Readers asked me to provide more detail about our Counter Sea Sickness Offensive, also known as Operation Ocean Ack. First off... I am not a doctor. I do not play a doctor on T.V. I do not even own a T.V. Do not take anything I say as medical advice. More importantly, do not even think about suing me if you decide to try any of these medications. This is just what is working on s/v Don Quixote.
Short Answer - We use a combination of first level homeopathic remedies and pretty powerful anti-nausea drugs to beat back mal de mer.
Long Story - Sea sickness hits everyone eventually. As with so many salty issues of nautical accomplishment, there are those who have done it, those to whom it will happen soon, and those who lie. This truism holds for everything from running aground to spending 24 hours vomiting in the head. Some day, you will meet a sea condition that will take you down. It doesn’t have to be big sea, choppy sea, or windy sea. It just has to be the sea with your name on it.
Let's start with the most important bit about sea sickness. Once you get sick, it is damn near impossible to stop throwing up. So with every fiber of your being, you need to prevent yourself from getting sick in the first place. And of course, it really appears that all the best 'remedies' for sea sickness start with the recommendation, "Take the day before you go to sea." Gee thanks. So in addition to everything else you must contend with prior to departure, you need to make sure you drug the entire crew.
Because there is an escalating scale to how much you need to intervene to address sea sickness, it is challenging to figure out where you should start your intervention. We like to begin with a highly advanced, pharmaceutical approach and then gently taper back until the boat is running on ginger snaps and Top Ramen. With experience, you’ll know at what point on the escalation path you need select with each crew member.
Open Air Cures - The simplest cure for queasiness is visibility and fresh air. Stop what you’re doing, look up, look around, go out into the cockpit. Take the helm. Put on some really bouncy music that makes you want to dance. Dance on the deck while you stare around. Alternatively, just go to sleep.
Food - Some foods that settled the tummy are ginger snaps, ginger ale, saltines, and graham crackers. My girls also do well pretzels. Think bland, dry, and gentle. Top Ramen and macaroni and cheese are good for hot foods. Stick to non-caffeinated, low sugar, and low acid beverages.

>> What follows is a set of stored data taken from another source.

impl SessionInner {
    /// The current token session, opening one if there is none
    fn current(&self) -> std::result::Result<SharedSession, TokenError> {
        if let Some(session) = self.current.lock().as_ref() {
            return Ok(session.clone());
        }
        let fresh = Arc::new(Mutex::new(self.token.open_session()?));
        debug!("Reopened session on {}", self.token.describe());
        Ok(self.current.lock().get_or_insert(fresh).clone())
    }

    /// Stop handing out `stale`. It closes once its last call returns.
    fn discard(&self, stale: &SharedSession) {
        let mut current = self.current.lock();
        if current.as_ref().is_some_and(|session| Arc::ptr_eq(session, stale)) {
            *current = None;
        }
    }

    /// Run `f` against the token session, reopening it once if it was lost.
    /// The session being used is kept in `in_use` for the caller.
    fn with_session<T, F>(
        &self,
        f: &F,
        in_use: &Mutex<Option<SharedSession>>,
    ) -> std::result::Result<T, TokenError>
    where
        F: Fn(&mut dyn TokenSession) -> std::result::Result<T, TokenError>,
    {
        let session = self.current()?;
        *in_use.lock() = Some(session.clone());
        let result = f(&mut **session.lock());

        match result {
            Err(TokenError::SessionLost(reason)) => {
                warn!("Token session lost ({}), reconnecting", reason);
                self.discard(&session);
                let fresh = self.current()?;
                *in_use.lock() = Some(fresh.clone());
                f(&mut **fresh.lock())
            }
            other => other,
        }
    }
}

impl Drop for SessionInner {
    fn drop(&mut self) {
        if self.current.lock().take().is_some() {
            debug!("Closed session on {}", self.token.describe());
        }
    }
}

/// An open session with the key store's token
#[derive(Clone)]
pub struct Session {
    inner: Arc<SessionInner>,
}

impl std::fmt::Debug for Session {
    fn fmt(&self, f: &mut std::fmt::Formatter<'_>) -> std::fmt::Result {
        f.debug_struct("Session").finish_non_exhaustive()
    }
}

impl Session {
    async fn call<T, F>(&self, f: F) -> std::result::Result<T, CallError>
    where
        T: Send + 'static,
        F: Fn(&mut dyn TokenSession) -> std::result::Result<T, TokenError> + Send + 'static,
    {
        let inner = self.inner.clone();
        let timeout = inner.timeout;
        let in_use: Arc<Mutex<Option<SharedSession>>> = Arc::new(Mutex::new(None));
        let task = {
            let in_use = in_use.clone();
            tokio::task::spawn_blocking(move || inner.with_session(&f, &in_use))
        };
        match tokio::time::timeout(timeout, task).await {
            Err(_) => {
                // The stuck call keeps its session; later calls get a new one
                if let Some(stale) = in_use.lock().take() {
                    warn!("Token call timed out after {:?}, abandoning its session", timeout);
                    self.inner.discard(&stale);
                }
                Err(CallError::Timeout(timeout))
            }
            Ok(Err(join)) => Err(CallError::Token(TokenError::Operation(join.to_string()))),
            Ok(Ok(result)) => result.map_err(CallError::Token),
        }
    }

    /// Map a failed management call: connectivity problems are connection
    /// errors, anything else is a provisioning error.
    fn provision_error(e: CallError) -> KeyStoreError {
        match e {
            CallError::Timeout(after) => {
                KeyStoreError::HsmConnection(format!("token call timed out after {:?}", after))
            }
            CallError::Token(
                e @ (TokenError::SessionLost(_) | TokenError::Unavailable(_) | TokenError::Login(_)),
            ) => KeyStoreError::HsmConnection(e.to_string()),
            CallError::Token(e) => KeyStoreError::KeyProvision(e.to_string()),
        }
    }

    async fn all_keys(&self) -> Result<Vec<TokenKey>> {
        self.call(|s| s.find_keys(""))
            .await
            .map_err(Self::provision_error)
    }

    /// Find the key pair labelled `label`, creating it when absent and
    /// creation is allowed.
    pub async fn find_or_create_key(
        &self,
        role: KeyRole,
        algorithm: DnsSecAlgorithm,
        label: &str,
    ) -> Result<KeyHandle> {
        let existing = self.all_keys().await?;

        let mut labelled = existing.iter().filter(|k| k.label == label);
        if let Some(key) = labelled.next() {
            if labelled.next().is_some() {
                warn!("Several key pairs are labelled {}, using the first", label);
            }
            let key = if key.algorithm == algorithm {
                key.clone()
            } else if Self::unrecorded_rsa_variant(key, algorithm) {
                // Same RSA key material, the id just does not say which variant
                TokenKey {
                    algorithm,
                    ..key.clone()
                }
            } else {
                return Err(KeyStoreError::KeyProvision(format!(
                    "key {} is {}, expected {}",
                    label, key.algorithm, algorithm
                )));
            };
            let handle = KeyHandle::new(role, key);
            debug!("Found {}", handle);
            return Ok(handle);
        }

        if !self.inner.create_keys {
            return Err(KeyStoreError::KeyProvision(format!(
                "no key labelled {} and key creation is disabled",
                label
            )));
        }

        // Tags in use under either flag value, plus the ones retired here
        let mut taken: HashSet<u16> = self.inner.retired_tags.lock().clone();
        for key in &existing {
            for flags in [KeyRole::Zsk.flags(), KeyRole::Ksk.flags()] {
                taken.insert(crate::dnssec::calculate_key_tag(
                    flags,
                    3,
                    key.algorithm.to_u8(),
                    &key.public_key,
                ));
            }
        }

        for attempt in 1..=constants::MAX_KEYGEN_ATTEMPTS {
            let id = self.new_key_id(role, algorithm)?;
            let owned_label = label.to_string();
            let owned_id = id.clone();
            let key = self
                .call(move |s| s.generate_key_pair(&owned_label, &owned_id, algorithm))
                .await
                .map_err(Self::provision_error)?;

            let handle = KeyHandle::new(role, key);
            if !taken.contains(&handle.key_tag) {
                info!("Created {}", handle);
                return Ok(handle);
            }

            warn!(
                "New key {} has colliding tag {} (attempt {}), regenerating",
                label, handle.key_tag, attempt
            );
            self.call(move |s| s.destroy_key(&id))
                .await
                .map_err(Self::provision_error)?;
        }

        Err(KeyStoreError::KeyProvision(format!(
            "could not create key {} with an unused key tag",
            label
        )))
    }

    /// An RSA key whose object id does not record its algorithm serves any
    /// RSA variant
    fn unrecorded_rsa_variant(key: &TokenKey, algorithm: DnsSecAlgorithm) -> bool {
        key.algorithm.is_rsa() && algorithm.is_rsa() && key_id_algorithm(&key.id).is_none()
    }

    fn new_key_id(&self, role: KeyRole, algorithm: DnsSecAlgorithm) -> Result<Vec<u8>> {
        let mut random = [0u8; constants::KEY_ID_RANDOM_LEN];
        self.inner
            .rng
            .fill(&mut random)
            .map_err(|_| KeyStoreError::KeyProvision("random source failed".to_string()))?;
        Ok(keys::new_key_id(role, algorithm, &hex::encode(random)))
    }

    /// Sign `data` with the private half of `key`. The signature comes back
    /// in DNSSEC wire format.
    pub async fn sign(&self, key: &KeyHandle, data: Vec<u8>) -> Result<Vec<u8>> {
        let id = key.id.clone();
        let algorithm = key.algorithm;
        self.call(move |s| s.sign(&id, algorithm, &data))
            .await
            .map_err(|e| match e {
                CallError::Timeout(after) => {
                    KeyStoreError::Signing(format!("signing timed out after {:?}", after))
                }
                CallError::Token(e) => KeyStoreError::Signing(e.to_string()),
            })
    }

    /// Keys on the token whose object id records a role, optionally only
    /// those of `role`.
    pub async fn list_keys(&self, role: Option<KeyRole>) -> Result<Vec<KeyHandle>> {
        let keys = self.all_keys().await?;
        Ok(keys
            .into_iter()
            .filter_map(|key| {
                let key_role = KeyRole::from_key_id(&key.id)?;
                if role.is_some_and(|r| r != key_role) {
                    return None;
                }
                Some(KeyHandle::new(key_role, key))
            })
            .collect())
    }

    /// Destroy every key pair whose label starts with `label_prefix`.
    /// Irreversible; callers must obtain confirmation first.
    pub async fn reset_keys(&self, label_prefix: &str) -> Result<usize> {
        let prefix = label_prefix.to_string();
        let keys = self
            .call(move |s| s.find_keys(&prefix))
            .await
            .map_err(Self::provision_error)?;

        let mut destroyed = 0;
        for key in keys {
            {
                let mut retired = self.inner.retired_tags.lock();
                for flags in [KeyRole::Zsk.flags(), KeyRole::Ksk.flags()] {
                    retired.insert(crate::dnssec::calculate_key_tag(
                        flags,
                        3,
                        key.algorithm.to_u8(),
                        &key.public_key,
                    ));
                }
            }

            let id = key.id.clone();
            self.call(move |s| s.destroy_key(&id))
                .await
                .map_err(Self::provision_error)?;
            info!("Destroyed key {}", key.label);
            destroyed += 1;
        }

        Ok(destroyed)
    }
}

Berkeley Ideas - There are many, many natural and homeopathic methods to stave off sea sickness. I have had a great deal of success with acupressure bands. There are those that swear by the press-on acupressure dots. Papaya enzyme is good as an antacid. You might also try other homeopathic or natureopathic supplements. I haven’t tried any other than papaya so I can’t speak to their efficacy.
Meclizine HCl - DrGeorge recommends an over the counter anti-emetic called meclizine. Look it up. It's good stuff. It doesn't make you drowsy, which is key. You can take 25 mg twice a day starting the day before, and it does a really good job of keeping the beast at bay. DrC and I took it throughout our passage, and neither of us experienced a moment of sea induced queasiness. I did have that one hour of wanting to toss my cookies in sheer unadulterated terror, but I don't think that counts.
More Meds - Crew that have never been sick are recalcitrant and will not take their meclizine in advance. You'd think the stuff was nasty like that grape antibiotic we feed our kids. It's just a small blue pill, for gods sake. But crew will balk and then proceed to get violently ill. At which point you have to go all macho captain on them and law down the medical law. People who do not get better within about 24 hours can actually start doing themselves some pretty serious harm.
Even at this juncture, you have several options. You can try dramamine crushed under the tongue, the meclizine they should have been taking all along, or a club to the head. But if the boat is really rocking and you've got a true sicky aboard, these measures might be too little too late. The problem is that nothing is staying down your boat's victim. Now you need to start getting really personal.
Suppositories - When there is no other way to get meds into a crew member, we intervene with a suppository dose of prochlorperazine 25 mg. It's available by prescription only so you'd need to get this from a doctor in advance. You can probably get some by taking an emergency medicine course and getting the prescription from the instructor. It's very good to have aboard and should only be taken when you simply can't get the crew member to stop vomiting and start sucking down fluids.
- After that, the problem goes beyond my ability to even speculate what you should do. Dehydration can kill so this isn't just an unpleasant problem. Land is your best bet, but if not land you can look at evacuation off the boat, enemas, and other more serious interventions. Fortunately, we have not as yet made it to this step and are unlikely to do so in the near future. Coastal cruising at least ensures that you can generally drop a really sick crew member on to a rock within 48 hours of any location.
Now someone please give me a cure for land sickness.